WORK ITEM:
Reproduce exactly the lines from the one containing "pipeline as a" through the last line of the data, both ends included.

_ _ _ _

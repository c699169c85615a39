// SPDX-FileCopyrightText: 2026 Hantar Contributors
// SPDX-License-Identifier: MIT OR Apache-2.0

//! HTTP gateway for the Hantar messaging service.
//!
//! Exposes session pairing, status, contacts, and the blast pipeline as a
//! camelCase JSON API over axum.

pub mod handlers;
pub mod server;

pub use server::{GatewayState, ServerConfig, build_router, start_server};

_ _ _ _

SOLVED PROBLEM:
//! Exposes session pairing, status, contacts, and the blast pipeline as a
//! camelCase JSON API over axum.

pub mod handlers;
pub mod server;

pub use server::{GatewayState, ServerConfig, build_router, start_server};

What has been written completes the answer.